Blog

2009 03 posts (5)

Ordering: Ascending Descending

1. The Unreasonable Effectiveness of Data

2009-03-27 00:36:35 by Martynas Jusevičius

It is nice to see Google embracing the Semantic Web, in a recent paper by their top research scientists called “The Unreasonable Effectiveness of Data”. Here is an excerpt from the summary:

So, follow the data. Choose a representation that can use unsupervised learning on unlabeled data, which is so much more plentiful than labeled data. Represent all the data with a nonparametric model rather than trying to summarize it with a parametric model, because with very large data sources, the data holds a lot of detail. For natural language applications, trust that human language has already evolved words for the important concepts. See how far you can go by tying together the words that are already there, rather than by inventing new concepts with clusters of words. Now go out and gather some data, and see what it can do.

Add a comment Comments (18)

2. Regexp string replace with PHP XSL

2009-03-19 13:26:52 by Martynas Jusevičius

While XSLT 2.0 has regular expression support, it is missing in XSLT 1.0. Tasks like string pattern matching and replace cannot be done in native XSLT 1.0 code, extension functions are needed for that. Luckily, it can be achieved with PHP XSL in the same fashion as URL-encoding, by registering PHP function support on XSLT processor and calling native PHP functions as XPath functions in PHP namespace.

One of the common cases for this functionality when using XSLT as View templates would be replacement of http:// links in text (for example, message content from a database) with actual <a> hyperlink elements. Here is a quick-and-dirty PHP function that does that:

abstract class FrontEndView extends XSLTView
{
	// ...

	public static function replaceLinks($text)
	{
		$text = htmlspecialchars($text);
		$text = ereg_replace("[[:alpha:]]+://[^<>[:space:]]+[[:alnum:]/]", "<a href=\"\\0\">\\0</a>", $text);
		$text = "<div xmlns=\"http://www.w3.org/1999/xhtml\">".$text."</div>";
		$doc = new DOMDocument();
		$doc->loadXML($text);
		return $doc->documentElement;
	}
}

It replaces link text with hyperlinks at string level, then loads it to a DOM document and returns it. Before it can be accessed from a stylesheet, registerPhpFunctions() needs to be called on the XSLT processor instance.

The XSLT code then looks like this:

<xsl:copy-of select="php:function('FrontEndView::replaceLinks', string($text))/node()"/>

Notice that while you have to send string content to the function, what you get back is a node list, because the replaced text becomes XML elements, which are mixed with the unreplaced text nodes.
Don't forget to register the PHP namespace (http://php.net/xsl) in your stylesheet and use exclude-result-prefixes="php" for it not to appear in the result document.

I guess similar functions could be used to implement BBCode or wiki syntax support.

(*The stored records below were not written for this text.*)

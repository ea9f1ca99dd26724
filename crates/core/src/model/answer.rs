use serde::{Deserialize, Serialize};
use std::collections::BTreeMap;

use crate::model::ids::QuestionId;

/// A recorded answer to a single question.
///
/// Serializes untagged, so stored records carry the bare number or string the
/// respondent entered. Range checks against a rating question's scale are the
/// caller's contract and are not enforced here.
#[derive(Debug, Clone, PartialEq, Eq, Serialize, Deserialize)]
#[serde(untagged)]
pub enum AnswerValue {
    Rating(u8),
    Text(String),
}

impl AnswerValue {
    #[must_use]
    pub fn text(value: impl Into<String>) -> Self {
        Self::Text(value.into())
    }
}

/// Answers collected so far, keyed by question id.
///
/// A missing key is the "no answer" state; there is no sentinel value for an
/// unanswered question.
#[derive(Debug, Clone, Default, PartialEq, Eq, Serialize, Deserialize)]
#[serde(transparent)]
pub struct AnswerMap {
    entries: BTreeMap<QuestionId, AnswerValue>,
}

impl AnswerMap {
    #[must_use]
    pub fn new() -> Self {
        Self::default()
    }

    /// Records `value` under `id`, overwriting any earlier answer.
    pub fn record(&mut self, id: QuestionId, value: AnswerValue) {
        self.entries.insert(id, value);
    }

    /// Answer recorded for `id`, if any.
    #[must_use]
    pub fn get(&self, id: QuestionId) -> Option<&AnswerValue> {
        self.entries.get(&id)
    }

    #[must_use]
    pub fn contains(&self, id: QuestionId) -> bool {
        self.entries.contains_key(&id)
    }

    /// Number of answered questions.
    #[must_use]
    pub fn len(&self) -> usize {
        self.entries.len()
    }

    #[must_use]
    pub fn is_empty(&self) -> bool {
        self.entries.is_empty()
    }

    pub fn clear(&mut self) {
        self.entries.clear();
    }

    pub fn iter(&self) -> impl Iterator<Item = (QuestionId, &AnswerValue)> {
        self.entries.iter().map(|(id, value)| (*id, value))
    }
}
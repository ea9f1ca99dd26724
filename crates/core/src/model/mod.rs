mod answer;
mod ids;
mod question;
mod response;
mod settings;

pub use answer::{AnswerMap, AnswerValue};
pub use ids::{ParseIdError, QuestionId, SessionId};
pub use question::{Question, QuestionError, QuestionKind, QuestionSet, QuestionSetError};
pub use response::{ResponseRecord, ResponseStatus};
pub use settings::{SurveySettings, SurveySettingsError};
//
// ─── SESSION ───────────────────────────────────────────────────────────────────
//

/// In-memory state machine for one respondent's pass through the survey.
///
/// Walks an immutable question set by index, collecting answers keyed by
/// question id. Persistence and the completion reset are orchestrated by
/// `SurveyRunner`; this type only mutates its own state.
pub struct SurveySession {
    questions: QuestionSet,
    phase: SurveyPhase,
    current: usize,
    answers: AnswerMap,
    session_id: SessionId,
    started_at: Option<DateTime<Utc>>,
    completed_at: Option<DateTime<Utc>>,
}

impl SurveySession {
    /// Create a session over the given question set.
    ///
    /// The session begins in `NotStarted` with a freshly issued identifier.
    #[must_use]
    pub fn new(questions: QuestionSet) -> Self {
        Self {
            questions,
            phase: SurveyPhase::NotStarted,
            current: 0,
            answers: AnswerMap::new(),
            session_id: SessionId::generate(),
            started_at: None,
            completed_at: None,
        }
    }

    fn invalid(&self, operation: &'static str) -> SessionError {
        SessionError::InvalidTransition {
            operation,
            phase: self.phase,
        }
    }

    /// Begin answering.
    ///
    /// `now` should come from the services layer clock.
    ///
    /// # Errors
    ///
    /// Returns `SessionError::InvalidTransition` unless the session is
    /// `NotStarted`.
    pub fn start(&mut self, now: DateTime<Utc>) -> Result<(), SessionError> {
        if self.phase != SurveyPhase::NotStarted {
            return Err(self.invalid("start"));
        }
        self.phase = SurveyPhase::Answering;
        self.current = 0;
        self.answers.clear();
        self.started_at = Some(now);
        self.completed_at = None;
        Ok(())
    }

    /// Record `value` for the current question, overwriting any earlier answer.
    ///
    /// Re-answering is always allowed. Range and kind checks against the
    /// question are the caller's contract.
    ///
    /// # Errors
    ///
    /// Returns `SessionError::InvalidTransition` unless the session is
    /// `Answering`.
    pub fn record_answer(&mut self, value: AnswerValue) -> Result<(), SessionError> {
        if self.phase != SurveyPhase::Answering {
            return Err(self.invalid("record_answer"));
        }
        let Some(id) = self.current_question().map(Question::id) else {
            return Err(self.invalid("record_answer"));
        };
        self.answers.record(id, value);
        Ok(())
    }

    fn advance(&mut self, operation: &'static str) -> Result<(), SessionError> {
        if self.phase != SurveyPhase::Answering {
            return Err(SessionError::InvalidTransition {
                operation,
                phase: self.phase,
            });
        }
        if self.current < self.questions.last_index() {
            self.current += 1;
        }
        Ok(())
    }

    /// Advance to the next question.
    ///
    /// A no-op on the final question; submission goes through
    /// `request_submit` instead. The current question does not need an
    /// answer to advance.
    ///
    /// # Errors
    ///
    /// Returns `SessionError::InvalidTransition` unless the session is
    /// `Answering`.
    pub fn go_next(&mut self) -> Result<(), SessionError> {
        self.advance("go_next")
    }

    /// Step back to the previous question. A no-op at the first question.
    ///
    /// # Errors
    ///
    /// Returns `SessionError::InvalidTransition` unless the session is
    /// `Answering`.
    pub fn go_previous(&mut self) -> Result<(), SessionError> {
        if self.phase != SurveyPhase::Answering {
            return Err(self.invalid("go_previous"));
        }
        self.current = self.current.saturating_sub(1);
        Ok(())
    }

    /// Advance without answering. Any answer already recorded for the current
    /// question is kept.
    ///
    /// # Errors
    ///
    /// Returns `SessionError::InvalidTransition` unless the session is
    /// `Answering`.
    pub fn skip(&mut self) -> Result<(), SessionError> {
        self.advance("skip")
    }

    /// Ask for submission confirmation from the final question.
    ///
    /// # Errors
    ///
    /// Returns `SessionError::NotAtFinalQuestion` when invoked before the
    /// final question, or `SessionError::InvalidTransition` outside
    /// `Answering`.
    pub fn request_submit(&mut self) -> Result<(), SessionError> {
        if self.phase != SurveyPhase::Answering {
            return Err(self.invalid("request_submit"));
        }
        let last = self.questions.last_index();
        if self.current != last {
            return Err(SessionError::NotAtFinalQuestion {
                current: self.current,
                last,
            });
        }
        self.phase = SurveyPhase::ConfirmPending;
        Ok(())
    }

    /// Dismiss the confirmation prompt and return to answering.
    ///
    /// The current index and all answers are untouched.
    ///
    /// # Errors
    ///
    /// Returns `SessionError::InvalidTransition` unless the session is
    /// `ConfirmPending`.
    pub fn cancel_submit(&mut self) -> Result<(), SessionError> {
        if self.phase != SurveyPhase::ConfirmPending {
            return Err(self.invalid("cancel_submit"));
        }
        self.phase = SurveyPhase::Answering;
        Ok(())
    }

    /// Snapshot the collected answers into a completed response record.
    ///
    /// Pure: the session itself only moves to `Completed` through
    /// `mark_completed`, after the record has been persisted.
    ///
    /// # Errors
    ///
    /// Returns `SessionError::InvalidTransition` unless the session is
    /// `ConfirmPending`.
    pub fn build_record(&self, submitted_at: DateTime<Utc>) -> Result<ResponseRecord, SessionError> {
        if self.phase != SurveyPhase::ConfirmPending {
            return Err(self.invalid("build_record"));
        }
        Ok(ResponseRecord::completed(
            self.session_id.clone(),
            self.answers.clone(),
            submitted_at,
        ))
    }

    pub(crate) fn mark_completed(&mut self, completed_at: DateTime<Utc>) -> Result<(), SessionError> {
        if self.phase != SurveyPhase::ConfirmPending {
            return Err(self.invalid("mark_completed"));
        }
        self.phase = SurveyPhase::Completed;
        self.completed_at = Some(completed_at);
        Ok(())
    }

    /// Clear the session for the next respondent and issue a fresh identifier.
    pub(crate) fn reset(&mut self) {
        self.phase = SurveyPhase::NotStarted;
        self.current = 0;
        self.answers.clear();
        self.session_id = SessionId::generate();
        self.started_at = None;
        self.completed_at = None;
    }

    #[must_use]
    pub fn phase(&self) -> SurveyPhase {
        self.phase
    }

    #[must_use]
    pub fn session_id(&self) -> &SessionId {
        &self.session_id
    }

    #[must_use]
    pub fn current_index(&self) -> usize {
        self.current
    }

    /// Total number of questions in the survey.
    #[must_use]
    pub fn total_questions(&self) -> usize {
        self.questions.len()
    }

    /// Question currently presented, while answering or confirming.
    #[must_use]
    pub fn current_question(&self) -> Option<&Question> {
        match self.phase {
            SurveyPhase::Answering | SurveyPhase::ConfirmPending => {
                self.questions.get(self.current)
            }
            SurveyPhase::NotStarted | SurveyPhase::Completed => None,
        }
    }

    /// Answer recorded for the current question, if any.
    #[must_use]
    pub fn current_answer(&self) -> Option<&AnswerValue> {
        self.current_question()
            .and_then(|question| self.answers.get(question.id()))
    }

    #[must_use]
    pub fn answers(&self) -> &AnswerMap {
        &self.answers
    }

    #[must_use]
    pub fn is_confirm_pending(&self) -> bool {
        self.phase == SurveyPhase::ConfirmPending
    }

    #[must_use]
    pub fn started_at(&self) -> Option<DateTime<Utc>> {
        self.started_at
    }

    #[must_use]
    pub fn completed_at(&self) -> Option<DateTime<Utc>> {
        self.completed_at
    }

    /// Returns a summary of the current session progress.
    #[must_use]
    pub fn progress(&self) -> SurveyProgress {
        SurveyProgress {
            total: self.total_questions(),
            answered: self.answers.len(),
            current: self.current,
            is_complete: self.phase == SurveyPhase::Completed,
        }
    }
}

Add a comment Comments (672)

3. Tim Berners-Lee on Linked Data at TED

2009-03-14 03:14:29 by Martynas Jusevičius

A great and accessible presentation on Linked Data (the core technology behind Semantic Web, together with RDF) and DBpedia at the TED conference by the founder of the World Wide Web:

Add a comment Comments (512)

4. E-book formats

2009-03-11 20:06:27 by Martynas Jusevičius

I was recently doing an analysis of e-book formats for a client, and can share some of my findings here.

Criteria

Here are the main criteria of a good e-book format that I came up with (in the order of importance from the most important one):

# Criteria Description
1 Open standard The format is documented in detail and available publicly free of charge
2 XML-based The e-book file format itself (not the source formats) is based on XML and can be produced using standard XML tools only
3 End-user-oriented The format is meant to be used for the final workflow product — the e-book file downloaded to user's (software or hardware) reader
4 Reader-independent There is more than one reader for this format, released by different vendors
5 Workflow-oriented The format can be easily transformed to and from a variety of different e-book formats and used in the whole workflow (e. g. exchange and storage) of e-book production
6 Vendor-independent No vendor-dependent tools are necessary to produce the book file
7 Reflowable Support for rearrangement of text in respect to the size of the reader window instead of zooming and panning it to see the full document

If we stick to the criteria and look for a long-term solution, formats like Mobipocket and iSilo fall through at stage one for being binary, proprietary, and/or vendor-dependent. They require commercial software to transform source documents into end-user e-book files. That leaves us with basically 2 file formats.

PDF

Adobe's Portable Document Format (PDF) is the first one of them. Actually, it does not qualify for the criteria above either, but it is so popular and has a strong support that it cannot be ignored in such a consideration.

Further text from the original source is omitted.